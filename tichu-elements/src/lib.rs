#![cfg_attr(not(feature = "std"), no_std)]

extern crate alloc;

pub mod card;
pub mod deck;
pub mod seat;
pub mod typedefs;

pub mod prelude {
    pub use crate::card::*;
    pub use crate::deck::*;
    pub use crate::seat::*;
    pub use crate::typedefs::*;
}
//! Common types shared throughout the crate: the building blocks from `tichu-elements`.

pub use tichu_elements::card::*;
pub use tichu_elements::deck::*;
pub use tichu_elements::seat::*;
pub use tichu_elements::typedefs::*;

[Task] Which lines of the entries above contain the string "deck"? Copy each one.

[Result of the task]
pub mod deck;
    pub use crate::deck::*;
pub use tichu_elements::deck::*;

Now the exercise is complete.